Collected data entries:
◆ ◆ ◆ ◆

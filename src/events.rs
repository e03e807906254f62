//! In-process event bus for session lifecycle notifications
//!
//! Embedders observe the session (UI, metrics) through listeners registered
//! per event kind, without coupling to internal state. Listeners for a kind
//! run in registration order; the table lives for the session and is cleared
//! on teardown.

use crate::Error;
use serde_json::Value;
use std::collections::HashMap;
use std::sync::{Arc, Mutex};
use tracing::debug;

/// Event kinds exposed to embedders
#[derive(Debug, Clone, Copy, PartialEq, Eq, Hash)]
pub enum EventKind {
    /// The relay connection is established and the room was joined
    Start,
    /// The relay closed, or a given peer's media ended
    End,
    /// A recoverable fault occurred
    Error,
    /// A raw inbound envelope was processed (observability)
    SignalMessage,
    /// A peer's media attached
    Connected,
    /// A peer session's negotiation handle was created
    FoundRemote,
}

/// A session lifecycle event with its payload
#[derive(Debug)]
pub enum RoomEvent {
    /// Relay connected, join announced
    Start,

    /// Session or peer ended; `peer_id` is `None` when the relay itself
    /// closed, and names the peer when that peer's media ended
    End {
        /// Peer whose media ended, if any
        peer_id: Option<String>,
    },

    /// Recoverable fault, processing continues
    Error {
        /// Peer the fault relates to, if any
        peer_id: Option<String>,
        /// The fault itself
        error: Error,
    },

    /// Raw inbound signaling envelope
    SignalMessage {
        /// The envelope as parsed JSON
        raw: Value,
    },

    /// A peer's media attached and the peer link is live
    Connected {
        /// The connected peer
        peer_id: String,
    },

    /// A negotiation handle was created for a newly observed peer
    FoundRemote {
        /// The discovered peer
        peer_id: String,
    },
}

impl RoomEvent {
    /// The kind this event is dispatched under
    pub fn kind(&self) -> EventKind {
        match self {
            RoomEvent::Start => EventKind::Start,
            RoomEvent::End { .. } => EventKind::End,
            RoomEvent::Error { .. } => EventKind::Error,
            RoomEvent::SignalMessage { .. } => EventKind::SignalMessage,
            RoomEvent::Connected { .. } => EventKind::Connected,
            RoomEvent::FoundRemote { .. } => EventKind::FoundRemote,
        }
    }
}

/// Listener callback invoked with a borrowed event
pub type Listener = Arc<dyn Fn(&RoomEvent) + Send + Sync>;

/// Ordered listener table keyed by event kind
#[derive(Default)]
pub struct EventBus {
    listeners: Mutex<HashMap<EventKind, Vec<Listener>>>,
}

impl EventBus {
    /// Create an empty bus
    pub fn new() -> Self {
        Self::default()
    }

    /// Register a listener for an event kind
    ///
    /// Listeners for a kind are invoked in registration order.
    pub fn add_listener<F>(&self, kind: EventKind, listener: F)
    where
        F: Fn(&RoomEvent) + Send + Sync + 'static,
    {
        self.listeners
            .lock()
            .expect("listener table poisoned")
            .entry(kind)
            .or_default()
            .push(Arc::new(listener));
    }

    /// Invoke every listener registered for the event's kind
    pub fn emit(&self, event: &RoomEvent) {
        debug!(kind = ?event.kind(), "Emitting session event");

        // Snapshot under the lock so a listener may register listeners.
        let snapshot: Vec<Listener> = {
            let table = self.listeners.lock().expect("listener table poisoned");
            table.get(&event.kind()).cloned().unwrap_or_default()
        };

        for listener in snapshot {
            listener(event);
        }
    }

    /// Drop every registered listener
    pub fn clear(&self) {
        self.listeners
            .lock()
            .expect("listener table poisoned")
            .clear();
    }

    /// Number of listeners registered for a kind
    pub fn listener_count(&self, kind: EventKind) -> usize {
        self.listeners
            .lock()
            .expect("listener table poisoned")
            .get(&kind)
            .map_or(0, Vec::len)
    }
}
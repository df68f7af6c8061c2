//! Layered runtime configuration
//!
//! Built-in defaults, then an optional TOML file (`huddle.toml` or the path
//! in `HUDDLE_CONFIG`), then `HUDDLE_*` environment variables with `__` as
//! the nesting separator, e.g. `HUDDLE_COMPOSITOR__FPS=15`.

use std::path::{Path, PathBuf};
use std::time::Duration;

use config::{Config, ConfigError, Environment, File};
use huddle_protocol::IceServer;
use serde::{Deserialize, Serialize};

const CONFIG_PATH_VAR: &str = "HUDDLE_CONFIG";
const DEFAULT_CONFIG_FILE: &str = "huddle.toml";

#[derive(Debug, Clone, PartialEq, Serialize, Deserialize)]
#[serde(default)]
pub struct Settings {
    /// Name announced to peers
    pub display_name: String,
    pub signaling: SignalingSettings,
    pub ice_servers: Vec<IceServer>,
    pub compositor: CompositorSettings,
    pub recording: RecordingSettings,
}

#[derive(Debug, Clone, PartialEq, Serialize, Deserialize)]
#[serde(default)]
pub struct SignalingSettings {
    /// Websocket endpoint of the signaling relay
    pub url: String,
    /// API key expected by the relay
    pub key: String,
    pub heartbeat_secs: u64,
    /// Identity to request; a random one is generated when unset
    pub requested_id: Option<String>,
}

#[derive(Debug, Clone, PartialEq, Serialize, Deserialize)]
#[serde(default)]
pub struct CompositorSettings {
    pub fps: u32,
    /// Delay before retrying when the segmentation model is not loaded
    pub ready_backoff_ms: u64,
    pub blur_sigma: f32,
    pub background_image: Option<PathBuf>,
}

#[derive(Debug, Clone, PartialEq, Serialize, Deserialize)]
#[serde(default)]
pub struct RecordingSettings {
    pub directory: PathBuf,
    pub file_prefix: String,
}

impl Default for Settings {
    fn default() -> Self {
        Self {
            display_name: "Guest".to_string(),
            signaling: SignalingSettings::default(),
            ice_servers: vec![IceServer::default()],
            compositor: CompositorSettings::default(),
            recording: RecordingSettings::default(),
        }
    }
}

impl Default for SignalingSettings {
    fn default() -> Self {
        Self {
            url: "wss://0.peerjs.com:443/peerjs".to_string(),
            key: "peerjs".to_string(),
            heartbeat_secs: 5,
            requested_id: None,
        }
    }
}

impl Default for CompositorSettings {
    fn default() -> Self {
        Self {
            fps: 30,
            ready_backoff_ms: 500,
            blur_sigma: 12.0,
            background_image: None,
        }
    }
}

impl Default for RecordingSettings {
    fn default() -> Self {
        Self {
            directory: dirs::video_dir().unwrap_or_else(|| PathBuf::from(".")),
            file_prefix: "huddle-recording".to_string(),
        }
    }
}

impl CompositorSettings {
    pub fn frame_interval(&self) -> Duration {
        Duration::from_micros(1_000_000 / u64::from(self.fps.max(1)))
    }

    pub fn ready_backoff(&self) -> Duration {
        Duration::from_millis(self.ready_backoff_ms)
    }
}

impl SignalingSettings {
    pub fn heartbeat_interval(&self) -> Duration {
        Duration::from_secs(self.heartbeat_secs.max(1))
    }
}

impl Settings {
    /// Load from the default file location and the environment
    pub fn load() -> Result<Self, ConfigError> {
        let path = std::env::var(CONFIG_PATH_VAR).unwrap_or_else(|_| DEFAULT_CONFIG_FILE.to_string());
        Self::load_from(Some(Path::new(&path)))
    }

    /// Load with an explicit (optional, possibly missing) config file
    pub fn load_from(path: Option<&Path>) -> Result<Self, ConfigError> {
        let mut builder = Config::builder().add_source(Config::try_from(&Settings::default())?);

        if let Some(path) = path {
            tracing::debug!("Reading configuration from {:?}", path);
            builder = builder.add_source(File::from(path).required(false));
        }

        builder
            .add_source(
                Environment::with_prefix("HUDDLE")
                    .separator("__")
                    .try_parsing(true),
            )
            .build()?
            .try_deserialize()
    }
}

#[cfg(test)]
mod tests {
    use super::*;
    use std::io::Write;

    #[test]
    fn defaults_without_file() {
        let settings = Settings::load_from(None).unwrap();
        assert_eq!(settings.compositor.fps, 30);
        assert_eq!(settings.compositor.ready_backoff(), Duration::from_millis(500));
        assert_eq!(settings.recording.file_prefix, "huddle-recording");
        assert_eq!(settings.ice_servers.len(), 1);
    }

    #[test]
    fn file_overrides_defaults() {
        let mut file = tempfile::Builder::new().suffix(".toml").tempfile().unwrap();
        writeln!(
            file,
            r#"
display_name = "Ada"

[compositor]
fps = 15
background_image = "/tmp/beach.png"
"#
        )
        .unwrap();

        let settings = Settings::load_from(Some(file.path())).unwrap();
        assert_eq!(settings.display_name, "Ada");
        assert_eq!(settings.compositor.fps, 15);
        assert_eq!(settings.compositor.blur_sigma, 12.0);
        assert_eq!(
            settings.compositor.background_image,
            Some(PathBuf::from("/tmp/beach.png"))
        );
    }

    #[test]
    fn missing_file_is_not_an_error() {
        let settings = Settings::load_from(Some(Path::new("/definitely/not/here.toml"))).unwrap();
        assert_eq!(settings.signaling.heartbeat_interval(), Duration::from_secs(5));
    }

    #[test]
    fn frame_interval_tracks_fps() {
        let compositor = CompositorSettings {
            fps: 25,
            ..Default::default()
        };
        assert_eq!(compositor.frame_interval(), Duration::from_millis(40));
    }
}
fn launch(description: &str) -> Result<(gst::Pipeline, gst_app::AppSink)> {
    let pipeline = gst::parse::launch(description)?
        .downcast::<gst::Pipeline>()
        .map_err(|_| anyhow!("Failed to downcast to Pipeline"))?;

    let appsink = pipeline
        .by_name("sink")
        .ok_or_else(|| anyhow!("Could not find appsink"))?
        .downcast::<gst_app::AppSink>()
        .map_err(|_| anyhow!("Failed to downcast to AppSink"))?;

    Ok((pipeline, appsink))
}

fn appsrc(pipeline: &gst::Pipeline, name: &str) -> Result<gst_app::AppSrc> {
    pipeline
        .by_name(name)
        .ok_or_else(|| anyhow!("Could not find appsrc {}", name))?
        .downcast::<gst_app::AppSrc>()
        .map_err(|_| anyhow!("Failed to downcast to AppSrc"))
}

fn start(pipeline: &gst::Pipeline) -> Result<()> {
    pipeline.set_state(gst::State::Playing)?;

    if let Some(bus) = pipeline.bus() {
        while let Some(msg) = bus.pop() {
            if let gst::MessageView::Error(err) = msg.view() {
                let _ = pipeline.set_state(gst::State::Null);
                return Err(anyhow!("Encoder pipeline failed: {} ({:?})", err.error(), err.debug()));
            }
        }
    }
    Ok(())
}

fn buffer_from(data: &[u8], timestamp: Duration) -> Result<gst::Buffer, EncoderError> {
    let mut buffer = gst::Buffer::with_size(data.len()).map_err(backend)?;
    {
        let buffer_ref = buffer
            .get_mut()
            .ok_or_else(|| backend("Failed to get buffer mut"))?;
        buffer_ref.set_pts(gst::ClockTime::from_nseconds(timestamp.as_nanos() as u64));
        let mut map = buffer_ref.map_writable().map_err(backend)?;
        map.copy_from_slice(data);
    }
    Ok(buffer)
}

fn rgba_caps(width: u32, height: u32, fps: u32) -> Result<gst::Caps, EncoderError> {
    gst_video::VideoInfo::builder(gst_video::VideoFormat::Rgba, width, height)
        .fps(gst::Fraction::new(fps as i32, 1))
        .build()
        .and_then(|info| info.to_caps())
        .map_err(backend)
}

/// VP8 encoder for outgoing call video
pub struct GstVp8Encoder {
    pipeline: gst::Pipeline,
    appsrc: gst_app::AppSrc,
    appsink: gst_app::AppSink,
    encoder: gst::Element,
    width: u32,
    height: u32,
    fps: u32,
}

impl GstVp8Encoder {
    pub fn new(width: u32, height: u32, fps: u32) -> Result<Self> {
        let bitrate = Self::calculate_bitrate(width, height, fps);

        let pipeline_str = format!(
            "appsrc name=src format=time is-live=true do-timestamp=true \
             caps=video/x-raw,format=RGBA,width={},height={},framerate={}/1 ! \
             videoconvert ! video/x-raw,format=I420 ! \
             vp8enc name=encoder deadline=1 cpu-used=8 end-usage=cbr target-bitrate={} \
             keyframe-max-dist={} error-resilient=partitions lag-in-frames=0 ! \
             appsink name=sink sync=false max-buffers=4 drop=false",
            width,
            height,
            fps,
            bitrate,
            fps * 2
        );

        tracing::info!(
            "Creating VP8 encoder for {}x{} @{}fps, {}kbps",
            width,
            height,
            fps,
            bitrate / 1000
        );

        let (pipeline, appsink) = launch(&pipeline_str)?;
        let appsrc = appsrc(&pipeline, "src")?;
        let encoder = pipeline
            .by_name("encoder")
            .ok_or_else(|| anyhow!("Failed to find encoder element in pipeline"))?;

        start(&pipeline)?;

        Ok(Self {
            pipeline,
            appsrc,
            appsink,
            encoder,
            width,
            height,
            fps,
        })
    }

    fn calculate_bitrate(width: u32, height: u32, fps: u32) -> u32 {
        let pixels = width * height;
        let base_bitrate = if pixels >= 1920 * 1080 {
            2_500_000
        } else if pixels >= 1280 * 720 {
            1_200_000
        } else {
            600_000
        };
        (base_bitrate as f64 * fps as f64 / 30.0) as u32
    }
}

impl VideoEncoder for GstVp8Encoder {
    fn encode(&mut self, frame: &VideoFrame) -> Result<Vec<EncodedPacket>, EncoderError> {
        if frame.width != self.width || frame.height != self.height {
            return Err(EncoderError::InvalidInput(format!(
                "Frame size mismatch: expected {}x{}, got {}x{}",
                self.width, self.height, frame.width, frame.height
            )));
        }
        let rgba = frame
            .to_rgba_image()
            .ok_or_else(|| EncoderError::InvalidInput("malformed frame".to_string()))?;

        let buffer = buffer_from(rgba.as_raw(), frame.timestamp)?;
        self.appsrc.push_buffer(buffer).map_err(backend)?;

        let duration = Duration::from_secs(1) / self.fps;
        let mut packets = Vec::new();
        let mut timeout = gst::ClockTime::from_mseconds(30);
        while let Some(sample) = self.appsink.try_pull_sample(timeout) {
            let Some(buffer) = sample.buffer() else {
                continue;
            };
            let map = buffer.map_readable().map_err(backend)?;
            packets.push(EncodedPacket {
                data: map.as_slice().to_vec(),
                duration,
                keyframe: !buffer.flags().contains(gst::BufferFlags::DELTA_UNIT),
            });
            timeout = gst::ClockTime::ZERO;
        }
        Ok(packets)
    }

    fn codec(&self) -> VideoCodec {
        VideoCodec::VP8
    }

    fn dimensions(&self) -> (u32, u32) {
        (self.width, self.height)
    }

    fn force_keyframe(&mut self) {
        let event = gst_video::DownstreamForceKeyUnitEvent::builder()
            .all_headers(true)
            .build();

        let sent = self
            .encoder
            .static_pad("sink")
            .map(|pad| pad.send_event(event))
            .unwrap_or(false);
        if !sent {
            tracing::warn!("Failed to send force-keyframe event to encoder");
        }
    }
}

impl Drop for GstVp8Encoder {
    fn drop(&mut self) {
        let _ = self.appsrc.end_of_stream();
        let _ = self.pipeline.set_state(gst::State::Null);
        tracing::debug!("VP8 encoder stopped");
    }
}

/// Call encoders: VP8 video and Opus audio
pub struct GstSampleEncoders;

impl GstSampleEncoders {
    pub fn new() -> Result<Self> {
        gst::init()?;
        Ok(Self)
    }
}

impl EncoderFactory for GstSampleEncoders {
    fn video_codec(&self) -> VideoCodec {
        VideoCodec::VP8
    }

    fn audio_codec(&self) -> AudioCodec {
        AudioCodec::Opus
    }

    fn video_encoder(&self, width: u32, height: u32, fps: u32) -> Result<Box<dyn VideoEncoder>, EncoderError> {
        let encoder = GstVp8Encoder::new(width, height, fps).map_err(|e| EncoderError::Unavailable(e.to_string()))?;
        Ok(Box::new(encoder))
    }

    fn audio_encoder(&self) -> Result<Box<dyn AudioEncoder>, EncoderError> {
        Ok(Box::new(audio::OpusEncoder::new()?))
    }
}

fn video_elements(codec: VideoCodec) -> &'static [&'static str] {
    match codec {
        VideoCodec::VP8 => &["vp8enc"],
        VideoCodec::VP9 => &["vp9enc"],
        VideoCodec::H264 => &["x264enc", "h264parse"],
    }
}

fn video_segment(codec: VideoCodec) -> &'static str {
    match codec {
        VideoCodec::VP8 => "vp8enc deadline=1 cpu-used=4 keyframe-max-dist=60",
        VideoCodec::VP9 => "vp9enc deadline=1 cpu-used=6 row-mt=true keyframe-max-dist=60",
        VideoCodec::H264 => "x264enc tune=zerolatency speed-preset=veryfast key-int-max=60 ! h264parse",
    }
}

fn audio_elements(codec: AudioCodec) -> &'static [&'static str] {
    match codec {
        AudioCodec::Opus => &["opusenc"],
        AudioCodec::Aac => &["avenc_aac", "aacparse"],
    }
}

fn audio_segment(codec: AudioCodec) -> &'static str {
    match codec {
        AudioCodec::Opus => "opusenc",
        AudioCodec::Aac => "avenc_aac ! aacparse",
    }
}

fn muxer(container: Container) -> &'static str {
    match container {
        Container::WebM => "webmmux streamable=true",
        // Fragmented so the file is playable without seeking back to the header
        Container::Mp4 => "mp4mux fragment-duration=1000",
    }
}

fn muxer_element(container: Container) -> &'static str {
    match container {
        Container::WebM => "webmmux",
        Container::Mp4 => "mp4mux",
    }
}
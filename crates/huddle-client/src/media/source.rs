//! Media tracks and sources
//!
//! A [`MediaTrack`] is a live fan-out of frames from one producer. A
//! [`MediaSource`] groups the tracks that came out of one device grant
//! (camera + microphone, a screen capture, the compositor output).

use std::sync::atomic::{AtomicBool, Ordering};
use std::sync::{Arc, Mutex, PoisonError};

use huddle_media::{MediaFrame, VideoFrame};
use huddle_protocol::{SourceKind, TrackKind};
use tokio::sync::{broadcast, watch};
use uuid::Uuid;

/// Frames buffered per subscriber before the slowest one starts lagging
const TRACK_BUFFER: usize = 8;

/// Handle on the hardware behind a track, released exactly once
pub trait DeviceLease: Send + Sync {
    fn release(&self);
}

pub struct MediaTrack {
    id: Uuid,
    kind: TrackKind,
    label: String,
    enabled: AtomicBool,
    live: AtomicBool,
    frames: broadcast::Sender<MediaFrame>,
    ended: watch::Sender<bool>,
    lease: Mutex<Option<Arc<dyn DeviceLease>>>,
}

impl std::fmt::Debug for MediaTrack {
    fn fmt(&self, f: &mut std::fmt::Formatter<'_>) -> std::fmt::Result {
        f.debug_struct("MediaTrack")
            .field("id", &self.id)
            .field("kind", &self.kind)
            .field("label", &self.label)
            .field("enabled", &self.is_enabled())
            .field("live", &self.is_live())
            .finish()
    }
}

impl MediaTrack {
    pub fn new(kind: TrackKind, label: impl Into<String>) -> Arc<Self> {
        Self::build(kind, label.into(), None)
    }

    /// Track backed by a device that must be released on stop
    pub fn with_lease(kind: TrackKind, label: impl Into<String>, lease: Arc<dyn DeviceLease>) -> Arc<Self> {
        Self::build(kind, label.into(), Some(lease))
    }

    fn build(kind: TrackKind, label: String, lease: Option<Arc<dyn DeviceLease>>) -> Arc<Self> {
        let (frames, _) = broadcast::channel(TRACK_BUFFER);
        let (ended, _) = watch::channel(false);
        Arc::new(Self {
            id: Uuid::new_v4(),
            kind,
            label,
            enabled: AtomicBool::new(true),
            live: AtomicBool::new(true),
            frames,
            ended,
            lease: Mutex::new(lease),
        })
    }

    pub fn id(&self) -> Uuid {
        self.id
    }

    pub fn kind(&self) -> TrackKind {
        self.kind
    }

    pub fn label(&self) -> &str {
        &self.label
    }

    pub fn is_enabled(&self) -> bool {
        self.enabled.load(Ordering::SeqCst)
    }

    /// Mute or unmute. The device stays open either way.
    pub fn set_enabled(&self, enabled: bool) {
        self.enabled.store(enabled, Ordering::SeqCst);
    }

    pub fn is_live(&self) -> bool {
        self.live.load(Ordering::SeqCst)
    }

    /// Push a frame to every subscriber.
    ///
    /// Returns false when the frame was dropped because the track is muted
    /// or already ended.
    pub fn publish(&self, frame: MediaFrame) -> bool {
        if !self.is_live() || !self.is_enabled() {
            return false;
        }
        if frame.kind() != self.kind {
            tracing::warn!("Dropping {} frame published on {} track {}", frame.kind(), self.kind, self.label);
            return false;
        }
        // No subscribers is fine
        let _ = self.frames.send(frame);
        true
    }

    pub fn publish_video(&self, frame: VideoFrame) -> bool {
        self.publish(MediaFrame::Video(Arc::new(frame)))
    }

    pub fn subscribe(&self) -> broadcast::Receiver<MediaFrame> {
        self.frames.subscribe()
    }

    /// Flips to `true` once the track ends
    pub fn ended(&self) -> watch::Receiver<bool> {
        self.ended.subscribe()
    }

    pub async fn wait_ended(&self) {
        let mut ended = self.ended.subscribe();
        let _ = ended.wait_for(|ended| *ended).await;
    }

    /// End the track and release its device. Idempotent.
    pub fn stop(&self) {
        if !self.live.swap(false, Ordering::SeqCst) {
            return;
        }
        let lease = self
            .lease
            .lock()
            .unwrap_or_else(PoisonError::into_inner)
            .take();
        if let Some(lease) = lease {
            lease.release();
        }
        self.ended.send_replace(true);
        tracing::debug!("Track {} ({}) stopped", self.label, self.kind);
    }
}

impl Drop for MediaTrack {
    fn drop(&mut self) {
        self.stop();
    }
}

#[derive(Debug)]
pub struct MediaSource {
    id: Uuid,
    kind: SourceKind,
    tracks: Vec<Arc<MediaTrack>>,
    live: AtomicBool,
}

impl MediaSource {
    pub fn new(kind: SourceKind, tracks: Vec<Arc<MediaTrack>>) -> Arc<Self> {
        Arc::new(Self {
            id: Uuid::new_v4(),
            kind,
            tracks,
            live: AtomicBool::new(true),
        })
    }

    pub fn id(&self) -> Uuid {
        self.id
    }

    pub fn kind(&self) -> SourceKind {
        self.kind
    }

    pub fn tracks(&self) -> &[Arc<MediaTrack>] {
        &self.tracks
    }

    pub fn track(&self, kind: TrackKind) -> Option<&Arc<MediaTrack>> {
        self.tracks.iter().find(|t| t.kind() == kind)
    }

    pub fn audio_track(&self) -> Option<&Arc<MediaTrack>> {
        self.track(TrackKind::Audio)
    }

    pub fn video_track(&self) -> Option<&Arc<MediaTrack>> {
        self.track(TrackKind::Video)
    }

    /// Live until stopped, or until every track has ended on its own
    pub fn is_live(&self) -> bool {
        self.live.load(Ordering::SeqCst) && self.tracks.iter().any(|t| t.is_live())
    }

    /// Enable flag of the first track of `kind`, false if there is none
    pub fn is_enabled(&self, kind: TrackKind) -> bool {
        self.track(kind).is_some_and(|t| t.is_enabled())
    }

    pub fn set_enabled(&self, kind: TrackKind, enabled: bool) {
        for track in self.tracks.iter().filter(|t| t.kind() == kind) {
            track.set_enabled(enabled);
        }
    }

    /// Stop every track. Idempotent.
    pub fn stop(&self) {
        if !self.live.swap(false, Ordering::SeqCst) {
            return;
        }
        for track in &self.tracks {
            track.stop();
        }
        tracing::info!("{} source {} stopped", self.kind, self.id);
    }
}
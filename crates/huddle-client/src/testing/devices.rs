use std::sync::atomic::{AtomicBool, AtomicUsize, Ordering};
use std::sync::{Arc, Mutex, PoisonError};

use async_trait::async_trait;
use huddle_protocol::{SourceKind, TrackKind};
use tokio::sync::watch;

use crate::error::DeviceError;
use crate::media::{CameraRequest, DeviceLease, MediaDevices, MediaSource, MediaTrack};

/// How a fake permission prompt resolves
#[derive(Debug, Clone, Copy, PartialEq, Eq)]
pub enum Grant {
    Allow,
    Deny,
    Cancel,
}

impl Grant {
    fn check(self, what: &str) -> Result<(), DeviceError> {
        match self {
            Grant::Allow => Ok(()),
            Grant::Deny => Err(DeviceError::PermissionDenied(format!("{} access denied", what))),
            Grant::Cancel => Err(DeviceError::Cancelled),
        }
    }
}

#[derive(Debug, Default)]
struct Counters {
    opened: AtomicUsize,
    released: AtomicUsize,
}

struct FakeLease {
    counters: Arc<Counters>,
}

impl DeviceLease for FakeLease {
    fn release(&self) {
        self.counters.released.fetch_add(1, Ordering::SeqCst);
    }
}

/// Capture devices that count every open and release
pub struct FakeDevices {
    camera: Mutex<Grant>,
    screen: Mutex<Grant>,
    recording: Mutex<Grant>,
    screen_audio: AtomicBool,
    /// Camera prompts stay open while this is false
    camera_prompt: watch::Sender<bool>,
    camera_prompts: AtomicUsize,
    counters: Arc<Counters>,
    last_camera: Mutex<Option<Arc<MediaSource>>>,
    last_screen: Mutex<Option<Arc<MediaSource>>>,
    last_recording: Mutex<Option<Arc<MediaSource>>>,
}

impl Default for FakeDevices {
    fn default() -> Self {
        Self {
            camera: Mutex::new(Grant::Allow),
            screen: Mutex::new(Grant::Allow),
            recording: Mutex::new(Grant::Allow),
            screen_audio: AtomicBool::new(false),
            camera_prompt: watch::channel(true).0,
            camera_prompts: AtomicUsize::new(0),
            counters: Arc::new(Counters::default()),
            last_camera: Mutex::new(None),
            last_screen: Mutex::new(None),
            last_recording: Mutex::new(None),
        }
    }
}

fn lock<T>(mutex: &Mutex<T>) -> std::sync::MutexGuard<'_, T> {
    mutex.lock().unwrap_or_else(PoisonError::into_inner)
}

impl FakeDevices {
    pub fn new() -> Arc<Self> {
        Arc::new(Self::default())
    }

    pub fn set_camera(&self, grant: Grant) {
        *lock(&self.camera) = grant;
    }

    pub fn set_screen(&self, grant: Grant) {
        *lock(&self.screen) = grant;
    }

    pub fn set_recording(&self, grant: Grant) {
        *lock(&self.recording) = grant;
    }

    /// Screen captures come with a system audio track
    pub fn set_screen_audio(&self, enabled: bool) {
        self.screen_audio.store(enabled, Ordering::SeqCst);
    }

    /// Keep the camera prompt open until [`FakeDevices::answer_camera_prompt`]
    pub fn hold_camera_prompt(&self) {
        self.camera_prompt.send_replace(false);
    }

    pub fn answer_camera_prompt(&self) {
        self.camera_prompt.send_replace(true);
    }

    /// Camera prompts shown so far
    pub fn camera_prompts(&self) -> usize {
        self.camera_prompts.load(Ordering::SeqCst)
    }

    /// Devices opened so far (one per track)
    pub fn opens(&self) -> usize {
        self.counters.opened.load(Ordering::SeqCst)
    }

    pub fn releases(&self) -> usize {
        self.counters.released.load(Ordering::SeqCst)
    }

    /// Devices currently held
    pub fn held(&self) -> usize {
        self.opens() - self.releases()
    }

    pub fn last_camera(&self) -> Option<Arc<MediaSource>> {
        lock(&self.last_camera).clone()
    }

    pub fn last_screen(&self) -> Option<Arc<MediaSource>> {
        lock(&self.last_screen).clone()
    }

    pub fn last_recording(&self) -> Option<Arc<MediaSource>> {
        lock(&self.last_recording).clone()
    }

    fn track(&self, kind: TrackKind, label: &str) -> Arc<MediaTrack> {
        self.counters.opened.fetch_add(1, Ordering::SeqCst);
        let lease = Arc::new(FakeLease {
            counters: self.counters.clone(),
        });
        MediaTrack::with_lease(kind, label, lease)
    }
}

#[async_trait]
impl MediaDevices for FakeDevices {
    async fn open_camera(&self, request: CameraRequest) -> Result<Arc<MediaSource>, DeviceError> {
        self.camera_prompts.fetch_add(1, Ordering::SeqCst);
        let mut prompt = self.camera_prompt.subscribe();
        let _ = prompt.wait_for(|answered| *answered).await;
        let grant = *lock(&self.camera);
        grant.check("camera")?;

        let mut tracks = Vec::new();
        if request.video {
            tracks.push(self.track(TrackKind::Video, "fake camera"));
        }
        if request.audio {
            tracks.push(self.track(TrackKind::Audio, "fake microphone"));
        }
        let source = MediaSource::new(SourceKind::Camera, tracks);
        *lock(&self.last_camera) = Some(source.clone());
        Ok(source)
    }

    async fn open_screen(&self) -> Result<Arc<MediaSource>, DeviceError> {
        let grant = *lock(&self.screen);
        grant.check("screen")?;

        let mut tracks = vec![self.track(TrackKind::Video, "fake screen")];
        if self.screen_audio.load(Ordering::SeqCst) {
            tracks.push(self.track(TrackKind::Audio, "fake system audio"));
        }
        let source = MediaSource::new(SourceKind::Screen, tracks);
        *lock(&self.last_screen) = Some(source.clone());
        Ok(source)
    }

    async fn open_recording_capture(&self) -> Result<Arc<MediaSource>, DeviceError> {
        let grant = *lock(&self.recording);
        grant.check("recording")?;

        let source = MediaSource::new(
            SourceKind::Screen,
            vec![
                self.track(TrackKind::Video, "fake recording screen"),
                self.track(TrackKind::Audio, "fake recording audio"),
            ],
        );
        *lock(&self.last_recording) = Some(source.clone());
        Ok(source)
    }
}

◆ ◆ ◆ ◆

Assigned task: From the opening line of the data above, please print each line as written up to and including the line that contains "through listeners registered", and nothing more.

Output for this task:
filename src/events.rs
repository e03e807906254f62
//! In-process event bus for session lifecycle notifications
//!
//! Embedders observe the session (UI, metrics) through listeners registered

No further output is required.